— Exercise details —
Report all lines of the records that contain "crate".

Recorded data
::::
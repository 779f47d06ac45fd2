//! Named cache stores.
//!
//! A [`CacheStorage`] is the registry of every named cache the agent owns.
//! Each named cache maps [`RequestKey`] to [`StoredResponse`]; entries are
//! replaced wholesale, never edited.

use async_trait::async_trait;

use crate::types::{RequestKey, StoredResponse};
use crate::Result;

mod file;
mod memory;

pub use file::FileStorage;
pub use memory::MemoryStorage;

/// Registry of named caches.
#[async_trait]
pub trait CacheStorage: Send + Sync {
    /// Open a cache, creating it empty if absent. The only operation that
    /// creates a cache.
    async fn open(&self, name: &str) -> Result<()>;

    /// Check if a cache exists.
    async fn has(&self, name: &str) -> Result<bool>;

    /// Names of all caches.
    async fn keys(&self) -> Result<Vec<String>>;

    /// Delete a cache and all of its entries. Returns whether it existed.
    async fn delete(&self, name: &str) -> Result<bool>;

    /// Look up an entry in one cache.
    async fn match_entry(&self, name: &str, key: &RequestKey) -> Result<Option<StoredResponse>>;

    /// Store an entry in an existing cache, replacing any previous snapshot.
    /// Returns `false` and stores nothing if the cache does not exist.
    async fn put(&self, name: &str, key: RequestKey, response: StoredResponse) -> Result<bool>;

    /// Keys stored in a cache, sorted. Empty if the cache does not exist.
    async fn entries(&self, name: &str) -> Result<Vec<RequestKey>>;
}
::::
— Answer section —
use crate::types::{RequestKey, StoredResponse};
use crate::Result;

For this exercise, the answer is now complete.